I used to believe that our brain was permanently hardwired and that was that.
And however it was hardwired, then you were stuck with that brain.
It wasn’t until I started working as a therapist at The Hideaway Experience marriage intensives and was exposed to their 5 Days to a New Marriage model (developed by Shawn Stoever and Terry Hargrave), that I realized that our brains could change.
This rewiring of our brains was something I was beginning to witness first hand. Every marriage intensive I worked in I would witness couples literally rewire their brains and change their interactions. And these weren’t changes that lasted just an hour or a day. But actions that literally became persistent over time.
I was so amazed that I began to use that model in my own therapy work with couples, and I’m seeing the same thing.
But this post isn’t about marriage and the brain…I will get to that later in this series. I started a series a little over a week ago on the book, The Whole-Brain Child: 12 Revolutionary Strategies to Nurture Your Child’s Developing Mind by Dan Siegel and Tina Payne Bryson. It’s a really great book and so I wanted to take my time blogging about it, and hopefully offer you some insight and tools as parents. I’ve posted three parts so far
- My Experiment in Learning and Implementing ‘The Whole-Brain Child’ Approach to Parenting
- The Whole Brain Child: Parents, How is Your Brain Functioning?
- Parenting with the Brain in Mind (Our Kid’s and Ours)
Today is the fourth part, where I want to continue talking about the brain and how we are molding it as parents.
A Plastic Brain
In the field of neuroscience, this amazing behavior is referred to as plasticity. Dan and Tina write:
“However, one of the surprises of neuroscience is the discovery that the brain is actually ‘plastic,’ or moldable. This means that the brain physically changes throughout the course of our lives, not just in childhood, as we had previously assumed.” (pp. 7)

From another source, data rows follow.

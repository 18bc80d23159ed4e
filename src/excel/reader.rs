//! Excel reader implementation - Excel (.xlsx) sheet → records

use super::address::column_letter;
use super::workbook::{cell_from_data, open_xlsx, same_name};
use crate::error::{SheetsmithError, SheetsmithResult};
use crate::types::{CellValue, ReadOptions, Record, SheetSelector};
use calamine::{Data, Range, Reader};
use std::collections::HashMap;
use std::path::{Path, PathBuf};
use tracing::{debug, error, info, warn};

/// Reads one sheet of an .xlsx file into header-keyed records
pub struct ExcelReader {
    path: PathBuf,
    options: ReadOptions,
}

impl ExcelReader {
    /// Create a new reader with default options
    pub fn new<P: AsRef<Path>>(path: P) -> Self {
        Self {
            path: path.as_ref().to_path_buf(),
            options: ReadOptions::default(),
        }
    }

    pub fn with_options(mut self, options: ReadOptions) -> Self {
        self.options = options;
        self
    }

    pub fn path(&self) -> &Path {
        &self.path
    }

    /// List the sheets of the workbook in file order
    pub fn sheet_names(&self) -> SheetsmithResult<Vec<String>> {
        let workbook = open_xlsx(&self.path).inspect_err(|err| self.log_error(err))?;
        Ok(workbook.sheet_names())
    }

    /// Read the selected sheet into records
    ///
    /// Every record carries the same keys, in header order. Blank cells are
    /// kept as [`CellValue::Empty`].
    pub fn read(&self, selector: &SheetSelector) -> SheetsmithResult<Vec<Record>> {
        info!(path = %self.path.display(), sheet = %selector, "opening workbook for read");

        let records = self
            .read_sheet(selector)
            .inspect_err(|err| self.log_error(err))?;

        info!(
            path = %self.path.display(),
            sheet = %selector,
            rows = records.len(),
            "read complete"
        );
        Ok(records)
    }

    fn read_sheet(&self, selector: &SheetSelector) -> SheetsmithResult<Vec<Record>> {
        let range = {
            // File handle lives only for this block
            let mut workbook = open_xlsx(&self.path)?;
            let names = workbook.sheet_names();
            let name = match selector {
                SheetSelector::Name(wanted) => names.iter().find(|n| same_name(n, wanted)),
                SheetSelector::Index(index) => names.get(*index),
            }
            .cloned()
            .ok_or_else(|| SheetsmithError::sheet_not_found(selector, &names))?;

            workbook
                .worksheet_range(&name)
                .map_err(|e| SheetsmithError::UnsupportedFormat {
                    path: self.path.clone(),
                    reason: format!("failed to read sheet '{}': {}", name, e),
                })?
        };

        records_from_range(&range, &self.options)
    }

    fn log_error(&self, err: &SheetsmithError) {
        error!(
            path = %self.path.display(),
            code = err.code(),
            error = %err,
            "read failed"
        );
    }
}

/// Read `selector` from `path` in one call
pub fn read<P: AsRef<Path>>(
    path: P,
    selector: &SheetSelector,
    options: ReadOptions,
) -> SheetsmithResult<Vec<Record>> {
    ExcelReader::new(path).with_options(options).read(selector)
}

/// Build records from a calamine range
///
/// The range starts at the first used row, so leading blank rows are
/// skipped and `header_row` counts from there.
pub(crate) fn records_from_range(
    range: &Range<Data>,
    options: &ReadOptions,
) -> SheetsmithResult<Vec<Record>> {
    let (Some(start), Some(end)) = (range.start(), range.end()) else {
        debug!("sheet is empty");
        check_required(&[], options)?;
        return Ok(Vec::new());
    };

    let header_row = start.0.saturating_add(options.header_row);
    if header_row > end.0 {
        warn!(
            header_row,
            last_row = end.0,
            "header row lies below the used range"
        );
        check_required(&[], options)?;
        return Ok(Vec::new());
    }

    let columns = header_columns(range, header_row, start.1, end.1)?;
    let keys: Vec<String> = columns.iter().map(|(_, key)| key.clone()).collect();
    check_required(&keys, options)?;

    let mut records = Vec::new();
    for row in (header_row + 1)..=end.0 {
        let values: Vec<CellValue> = columns
            .iter()
            .map(|(col, _)| {
                range
                    .get_value((row, *col))
                    .map(cell_from_data)
                    .unwrap_or(CellValue::Empty)
            })
            .collect();

        if options.skip_empty_rows && values.iter().all(CellValue::is_empty) {
            continue;
        }

        records.push(keys.iter().cloned().zip(values).collect());
    }

    Ok(records)
}

/// Resolve header keys for columns `first_col..=last_col`
///
/// Names are trimmed; two equal non-empty names are an error. Blank header
/// cells get a synthetic `column_<LETTER>` key.
fn header_columns(
    range: &Range<Data>,
    header_row: u32,
    first_col: u32,
    last_col: u32,
) -> SheetsmithResult<Vec<(u32, String)>> {
    let mut seen: HashMap<String, u32> = HashMap::new();
    let mut columns: Vec<(u32, Option<String>)> = Vec::new();

    for col in first_col..=last_col {
        let name = range
            .get_value((header_row, col))
            .map(cell_from_data)
            .map(|value| value.to_string().trim().to_string())
            .filter(|name| !name.is_empty());

        if let Some(name) = &name {
            if let Some(first) = seen.insert(name.clone(), col) {
                return Err(SheetsmithError::DuplicateHeader {
                    name: name.clone(),
                    first: letter(first),
                    second: letter(col),
                });
            }
        }
        columns.push((col, name));
    }

    Ok(columns
        .into_iter()
        .map(|(col, name)| {
            let key = name.unwrap_or_else(|| {
                let mut key = format!("column_{}", letter(col));
                while seen.contains_key(&key) {
                    key.push('_');
                }
                seen.insert(key.clone(), col);
                key
            });
            (col, key)
        })
        .collect())
}

fn letter(col: u32) -> String {
    column_letter(col.min(u16::MAX as u32) as u16)
}

fn check_required(keys: &[String], options: &ReadOptions) -> SheetsmithResult<()> {
    let missing: Vec<String> = options
        .required_columns
        .iter()
        .filter(|required| !keys.iter().any(|k| k == *required))
        .cloned()
        .collect();

    if missing.is_empty() {
        Ok(())
    } else {
        Err(SheetsmithError::MissingColumns {
            missing,
            available: keys.to_vec(),
        })
    }
}

#[cfg(test)]
mod tests {
    use super::*;

    fn range_from(rows: &[&[Data]]) -> Range<Data> {
        let height = rows.len() as u32;
        let width = rows.iter().map(|r| r.len()).max().unwrap_or(0) as u32;
        let mut range = Range::new((0, 0), (height - 1, width - 1));
        for (r, row) in rows.iter().enumerate() {
            for (c, value) in row.iter().enumerate() {
                range.set_value((r as u32, c as u32), value.clone());
            }
        }
        range
    }

    fn s(text: &str) -> Data {
        Data::String(text.to_string())
    }

    #[test]
    fn test_records_from_range_basic() {
        let range = range_from(&[
            &[s("Name"), s("Age")],
            &[s("Alice"), Data::Float(30.0)],
            &[s("Bob"), Data::Int(25)],
        ]);

        let records = records_from_range(&range, &ReadOptions::default()).unwrap();
        assert_eq!(records.len(), 2);
        assert_eq!(records[0], Record::new().with("Name", "Alice").with("Age", 30));
        assert_eq!(records[1], Record::new().with("Name", "Bob").with("Age", 25));
    }

    #[test]
    fn test_header_names_are_trimmed() {
        let range = range_from(&[&[s("  Name "), s("Age\t")], &[s("Alice"), Data::Int(1)]]);
        let records = records_from_range(&range, &ReadOptions::default()).unwrap();
        let keys: Vec<&str> = records[0].keys().collect();
        assert_eq!(keys, vec!["Name", "Age"]);
    }

    #[test]
    fn test_duplicate_header_after_trim() {
        let range = range_from(&[&[s("Name"), s("Age"), s(" Name")], &[s("a"), s("b"), s("c")]]);
        let err = records_from_range(&range, &ReadOptions::default()).unwrap_err();
        match err {
            SheetsmithError::DuplicateHeader {
                name,
                first,
                second,
            } => {
                assert_eq!(name, "Name");
                assert_eq!(first, "A");
                assert_eq!(second, "C");
            }
            other => panic!("unexpected error {:?}", other),
        }
    }

    #[test]
    fn test_blank_headers_get_synthetic_keys() {
        let range = range_from(&[
            &[s("Name"), Data::Empty, Data::Empty],
            &[s("a"), s("b"), Data::Empty],
        ]);
        let records = records_from_range(&range, &ReadOptions::default()).unwrap();
        let keys: Vec<&str> = records[0].keys().collect();
        assert_eq!(keys, vec!["Name", "column_B", "column_C"]);
        assert_eq!(records[0].get("column_C"), Some(&CellValue::Empty));
    }

    #[test]
    fn test_empty_rows_skipped_or_kept() {
        let range = range_from(&[
            &[s("Name")],
            &[s("Alice")],
            &[Data::Empty],
            &[s("Bob")],
        ]);

        let skipped = records_from_range(&range, &ReadOptions::default()).unwrap();
        assert_eq!(skipped.len(), 2);

        let kept =
            records_from_range(&range, &ReadOptions::default().skip_empty_rows(false)).unwrap();
        assert_eq!(kept.len(), 3);
        assert!(kept[1].is_blank());
        assert_eq!(kept[1].len(), 1);
    }

    #[test]
    fn test_header_row_offset() {
        let range = range_from(&[
            &[s("Quarterly report"), Data::Empty],
            &[s("Name"), s("Score")],
            &[s("Alice"), Data::Float(9.5)],
        ]);
        let records =
            records_from_range(&range, &ReadOptions::default().header_row(1)).unwrap();
        assert_eq!(records.len(), 1);
        assert_eq!(records[0].get("Score"), Some(&CellValue::Number(9.5)));
    }

    #[test]
    fn test_missing_required_columns() {
        let range = range_from(&[&[s("Name")], &[s("Alice")]]);
        let options = ReadOptions::default().require(["Name", "Phone"]);
        match records_from_range(&range, &options).unwrap_err() {
            SheetsmithError::MissingColumns { missing, available } => {
                assert_eq!(missing, vec!["Phone".to_string()]);
                assert_eq!(available, vec!["Name".to_string()]);
            }
            other => panic!("unexpected error {:?}", other),
        }
    }

    #[test]
    fn test_mixed_type_column_keeps_native_types() {
        let range = range_from(&[
            &[s("Value")],
            &[Data::Float(1.0)],
            &[s("n/a")],
            &[Data::Bool(true)],
        ]);
        let records = records_from_range(&range, &ReadOptions::default()).unwrap();
        let values: Vec<&CellValue> = records.iter().filter_map(|r| r.get("Value")).collect();
        assert_eq!(
            values,
            vec![
                &CellValue::Number(1.0),
                &CellValue::from("n/a"),
                &CellValue::Bool(true)
            ]
        );
    }
}
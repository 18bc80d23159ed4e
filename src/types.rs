use chrono::{NaiveDate, NaiveDateTime, NaiveTime};
use indexmap::IndexMap;
use serde::{Deserialize, Serialize};
use std::fmt;
use std::str::FromStr;

//==============================================================================
// Cell Values
//==============================================================================

/// A single typed cell value
///
/// Blank cells are represented explicitly by [`CellValue::Empty`] so that a
/// record always carries every column of its header.
#[derive(Debug, Clone, PartialEq, Default, Serialize, Deserialize)]
#[serde(untagged)]
pub enum CellValue {
    /// Blank cell
    #[default]
    Empty,
    /// Boolean cell (TRUE/FALSE)
    Bool(bool),
    /// Numeric cell; Excel stores every number as a double
    Number(f64),
    /// Date or date-time cell
    Date(NaiveDateTime),
    /// Text cell
    String(String),
}

impl CellValue {
    pub fn is_empty(&self) -> bool {
        matches!(self, CellValue::Empty)
    }

    /// Numeric view of the value (numbers only)
    pub fn as_f64(&self) -> Option<f64> {
        match self {
            CellValue::Number(n) => Some(*n),
            _ => None,
        }
    }

    pub fn as_str(&self) -> Option<&str> {
        match self {
            CellValue::String(s) => Some(s),
            _ => None,
        }
    }

    /// Get the type name as a string
    pub fn type_name(&self) -> &'static str {
        match self {
            CellValue::Empty => "Empty",
            CellValue::Bool(_) => "Boolean",
            CellValue::Number(_) => "Number",
            CellValue::Date(_) => "Date",
            CellValue::String(_) => "Text",
        }
    }
}

impl fmt::Display for CellValue {
    /// Renders the value the way it would appear in a cell with the
    /// General format. Used for header keys and column auto-fit.
    fn fmt(&self, f: &mut fmt::Formatter<'_>) -> fmt::Result {
        match self {
            CellValue::Empty => Ok(()),
            CellValue::Bool(true) => write!(f, "TRUE"),
            CellValue::Bool(false) => write!(f, "FALSE"),
            CellValue::Number(n) => {
                if n.fract() == 0.0 && n.abs() < 1e15 {
                    write!(f, "{}", *n as i64)
                } else {
                    write!(f, "{}", n)
                }
            }
            CellValue::Date(dt) => {
                if dt.time() == NaiveTime::MIN {
                    write!(f, "{}", dt.format("%Y-%m-%d"))
                } else {
                    write!(f, "{}", dt.format("%Y-%m-%d %H:%M:%S"))
                }
            }
            CellValue::String(s) => write!(f, "{}", s),
        }
    }
}

impl From<&str> for CellValue {
    fn from(value: &str) -> Self {
        CellValue::String(value.to_string())
    }
}

impl From<String> for CellValue {
    fn from(value: String) -> Self {
        CellValue::String(value)
    }
}

impl From<f64> for CellValue {
    fn from(value: f64) -> Self {
        CellValue::Number(value)
    }
}

impl From<i64> for CellValue {
    fn from(value: i64) -> Self {
        CellValue::Number(value as f64)
    }
}

impl From<i32> for CellValue {
    fn from(value: i32) -> Self {
        CellValue::Number(value as f64)
    }
}

impl From<bool> for CellValue {
    fn from(value: bool) -> Self {
        CellValue::Bool(value)
    }
}

impl From<NaiveDateTime> for CellValue {
    fn from(value: NaiveDateTime) -> Self {
        CellValue::Date(value)
    }
}

impl From<NaiveDate> for CellValue {
    fn from(value: NaiveDate) -> Self {
        CellValue::Date(value.and_time(NaiveTime::MIN))
    }
}

impl<T: Into<CellValue>> From<Option<T>> for CellValue {
    fn from(value: Option<T>) -> Self {
        value.map(Into::into).unwrap_or(CellValue::Empty)
    }
}

//==============================================================================
// Records
//==============================================================================

/// One logical row keyed by column name, in header order
#[derive(Debug, Clone, PartialEq, Default, Serialize, Deserialize)]
#[serde(transparent)]
pub struct Record {
    fields: IndexMap<String, CellValue>,
}

impl Record {
    pub fn new() -> Self {
        Self::default()
    }

    /// Insert or replace a field; new keys keep insertion order
    pub fn insert(&mut self, key: impl Into<String>, value: impl Into<CellValue>) {
        self.fields.insert(key.into(), value.into());
    }

    /// Builder-style insert
    pub fn with(mut self, key: impl Into<String>, value: impl Into<CellValue>) -> Self {
        self.insert(key, value);
        self
    }

    pub fn get(&self, key: &str) -> Option<&CellValue> {
        self.fields.get(key)
    }

    pub fn keys(&self) -> impl Iterator<Item = &str> {
        self.fields.keys().map(String::as_str)
    }

    pub fn values(&self) -> impl Iterator<Item = &CellValue> {
        self.fields.values()
    }

    pub fn iter(&self) -> impl Iterator<Item = (&str, &CellValue)> {
        self.fields.iter().map(|(k, v)| (k.as_str(), v))
    }

    pub fn len(&self) -> usize {
        self.fields.len()
    }

    pub fn is_empty(&self) -> bool {
        self.fields.is_empty()
    }

    /// True when every field holds [`CellValue::Empty`]
    pub fn is_blank(&self) -> bool {
        self.fields.values().all(CellValue::is_empty)
    }
}

impl<K: Into<String>, V: Into<CellValue>> FromIterator<(K, V)> for Record {
    fn from_iter<I: IntoIterator<Item = (K, V)>>(iter: I) -> Self {
        let mut record = Record::new();
        for (key, value) in iter {
            record.insert(key, value);
        }
        record
    }
}

//==============================================================================
// Read / Write Parameters
//==============================================================================

/// Identifies a sheet by name or by 0-based position
#[derive(Debug, Clone, PartialEq, Eq, Serialize, Deserialize)]
#[serde(untagged)]
pub enum SheetSelector {
    Index(usize),
    Name(String),
}

impl Default for SheetSelector {
    fn default() -> Self {
        SheetSelector::Index(0)
    }
}

impl FromStr for SheetSelector {
    type Err = std::convert::Infallible;

    /// Purely numeric input selects by index, anything else by name
    fn from_str(s: &str) -> Result<Self, Self::Err> {
        Ok(match s.trim().parse::<usize>() {
            Ok(index) => SheetSelector::Index(index),
            Err(_) => SheetSelector::Name(s.to_string()),
        })
    }
}

impl From<&str> for SheetSelector {
    fn from(name: &str) -> Self {
        SheetSelector::Name(name.to_string())
    }
}

impl From<usize> for SheetSelector {
    fn from(index: usize) -> Self {
        SheetSelector::Index(index)
    }
}

impl fmt::Display for SheetSelector {
    fn fmt(&self, f: &mut fmt::Formatter<'_>) -> fmt::Result {
        match self {
            SheetSelector::Index(index) => write!(f, "#{}", index),
            SheetSelector::Name(name) => write!(f, "{}", name),
        }
    }
}

/// Options controlling how a sheet is turned into records
#[derive(Debug, Clone, PartialEq, Serialize, Deserialize)]
#[serde(default)]
pub struct ReadOptions {
    /// Row holding the column names, counted from the first non-blank row
    pub header_row: u32,
    /// Drop rows whose cells are all blank
    pub skip_empty_rows: bool,
    /// Columns that must be present in the header
    pub required_columns: Vec<String>,
}

impl Default for ReadOptions {
    fn default() -> Self {
        Self {
            header_row: 0,
            skip_empty_rows: true,
            required_columns: Vec::new(),
        }
    }
}

impl ReadOptions {
    pub fn header_row(mut self, row: u32) -> Self {
        self.header_row = row;
        self
    }

    pub fn skip_empty_rows(mut self, skip: bool) -> Self {
        self.skip_empty_rows = skip;
        self
    }

    pub fn require<I, S>(mut self, columns: I) -> Self
    where
        I: IntoIterator<Item = S>,
        S: Into<String>,
    {
        self.required_columns = columns.into_iter().map(Into::into).collect();
        self
    }
}

/// Options controlling how rows land in the target workbook
#[derive(Debug, Clone, Copy, PartialEq, Eq, Default, Serialize, Deserialize)]
#[serde(default)]
pub struct WriteOptions {
    /// Replace an existing sheet of the same name
    pub overwrite: bool,
    /// Append below the last populated row of an existing sheet
    pub append: bool,
}

impl WriteOptions {
    pub fn overwrite() -> Self {
        Self {
            overwrite: true,
            append: false,
        }
    }

    pub fn append() -> Self {
        Self {
            overwrite: false,
            append: true,
        }
    }
}

/// Data handed to the writer
#[derive(Debug, Clone, PartialEq)]
pub enum Rows {
    /// Keyed records; the header is the union of keys in first-seen order
    Records(Vec<Record>),
    /// Positional rows under an explicit header
    Raw {
        headers: Vec<String>,
        rows: Vec<Vec<CellValue>>,
    },
}

impl Rows {
    pub fn len(&self) -> usize {
        match self {
            Rows::Records(records) => records.len(),
            Rows::Raw { rows, .. } => rows.len(),
        }
    }

    pub fn is_empty(&self) -> bool {
        self.len() == 0
    }
}

impl From<Vec<Record>> for Rows {
    fn from(records: Vec<Record>) -> Self {
        Rows::Records(records)
    }
}

/// Outcome of a successful write
#[derive(Debug, Clone, PartialEq, Eq, Serialize)]
pub struct WriteResult {
    pub sheet_name: String,
    pub rows_written: usize,
}
use std::path::PathBuf;
use thiserror::Error;

pub type SheetsmithResult<T> = Result<T, SheetsmithError>;

#[derive(Error, Debug)]
pub enum SheetsmithError {
    #[error("File not found: {}", path.display())]
    FileNotFound { path: PathBuf },

    #[error("Unsupported format: {} ({reason})", path.display())]
    UnsupportedFormat { path: PathBuf, reason: String },

    #[error("Sheet '{selector}' not found. Available sheets: {available}")]
    SheetNotFound { selector: String, available: String },

    #[error("Duplicate header '{name}' in columns {first} and {second}")]
    DuplicateHeader {
        name: String,
        first: String,
        second: String,
    },

    #[error("Missing required columns: {missing:?}. Available columns: {available:?}")]
    MissingColumns {
        missing: Vec<String>,
        available: Vec<String>,
    },

    #[error("Cannot write to {}: {reason}", path.display())]
    PathUnwritable { path: PathBuf, reason: String },

    #[error("Sheet '{0}' already exists (use overwrite to replace it)")]
    SheetExists(String),

    #[error("Invalid sheet name '{0}'")]
    InvalidSheetName(String),

    #[error("Row {row} has {found} columns, expected {expected}")]
    RowShapeMismatch {
        row: usize,
        expected: usize,
        found: usize,
    },

    #[error("{rows} rows x {columns} columns exceed the sheet limits (1048576 rows, 16384 columns)")]
    SheetLimits { rows: usize, columns: usize },

    #[error("Invalid rule target: {0}")]
    InvalidRuleTarget(String),

    #[error("Configuration error: {0}")]
    Config(String),

    #[error("IO error: {0}")]
    Io(#[from] std::io::Error),

    #[error("YAML parsing error: {0}")]
    Yaml(#[from] serde_yaml::Error),
}

impl SheetsmithError {
    /// Stable machine-readable code, used in log events and CLI output
    pub fn code(&self) -> &'static str {
        match self {
            SheetsmithError::FileNotFound { .. } => "FILE_NOT_FOUND",
            SheetsmithError::UnsupportedFormat { .. } => "UNSUPPORTED_FORMAT",
            SheetsmithError::SheetNotFound { .. } => "SHEET_NOT_FOUND",
            SheetsmithError::DuplicateHeader { .. } => "DUPLICATE_HEADER",
            SheetsmithError::MissingColumns { .. } => "MISSING_COLUMNS",
            SheetsmithError::PathUnwritable { .. } => "PATH_UNWRITABLE",
            SheetsmithError::SheetExists(_) => "SHEET_EXISTS",
            SheetsmithError::InvalidSheetName(_) => "INVALID_SHEET_NAME",
            SheetsmithError::RowShapeMismatch { .. } => "ROW_SHAPE_MISMATCH",
            SheetsmithError::SheetLimits { .. } => "SHEET_LIMITS",
            SheetsmithError::InvalidRuleTarget(_) => "INVALID_RULE_TARGET",
            SheetsmithError::Config(_) => "CONFIG_ERROR",
            SheetsmithError::Io(_) => "IO_ERROR",
            SheetsmithError::Yaml(_) => "YAML_ERROR",
        }
    }

    pub(crate) fn sheet_not_found(selector: impl ToString, available: &[String]) -> Self {
        SheetsmithError::SheetNotFound {
            selector: selector.to_string(),
            available: available.join(", "),
        }
    }
}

This is really amazing news for all of us. But it’s amazing news for us as parents as we realize the huge responsibility we have in how we shape and mold our children’s brains.
We can shape our kid’s brain in really positive ways.
We can shape our kid’s brain in really negative ways.
There are a couple of statements early in the book that really leapt off the page at me. The statements had so captured my thoughts that the very next night, I paused the TV show my wife and I were watching, and I went and got the book…turned to the page…and read it out loud to her. I read the following out loud to her so we could just sort of let it ruminate:
“What molds our brain? Experience. Even into old age, our experiences actually change the physical structure of the brain. When we undergo an experience, our brain cells–called neurons– become active, or ‘fire.’ The brain has one hundred billion neurons, each with an average of ten thousand connections to other neurons. The ways in which particular circuits in the brain are activated determines the nature of our mental activity, ranging from perceiving sights or sounds to more abstract thought and reasoning. When neurons fire together, they grow new connections between them. Over time, the connections that result from firing lead to ‘rewiring’ in the brain.” (p. 7)
“There is a whole field of the science of child development and attachment backing up this view–and the new findings in the field of neuorplasticity support the perspective that parents can directly shape the unfolding growth of their children’s brain according to what experiences they offer. For example, hours of screen time–playing video games, watching television, texting–will wire the brain in certain ways. Educational activities, sports, and music will wire it in other ways. Spending time with family and friends and learning about relationships, especially-with face-to-face interactions, will wire it in other ways. Everything that happens to us affects the way the brain develops.” (p. 8)
How Are You Molding Your Child’s Brain?
My wife and I are very much in a season of reconfiguring our rules on the use of technology in the house and the privileges around them. There are lots of positive things that my wife and I do to mold our children’s brains, but when I see how our use of our iPhones, and their use of the Kindle Fires we got them at Christmas, have rewired our family interactions, it’s obvious to me that there is some molding of the brains (theirs and ours) that I don’t like.
By the way, unless you think I don’t love technology, I do. I’ve just learned so much in the last few years about how technology is not neutral, but is constantly shaping us in some way. The question is whether it is shaping us in positive or negative ways.
[For more thoughts on this subject, check out a post I wrote a few years ago on The Influence of Technology in Our Lives — it comes out of what I learned from my work with my friend and author John Dyer, and his book, From the Garden to the City: The Redeeming and Corrupting Power of Technology).
So whether it is technology, or sports, or music, or faith…..
What are some things you are doing to positively shape the molding of your child’s brain? What are positive things that you notice?
What are some of the things you are doing to negatively shape the molding of your child’s brain? What are the negative things that you notice?
[Note: I excerpt some pretty large quotes from the book since I’m still really learning about neuroscience and I want to accurately convey what the Dan and Tina write and mean. But please make sure you buy a copy of the book to read and mark up. I’ve marked all over the book so that my wife and I, and my clients and I can have discussions on the various principles presented.]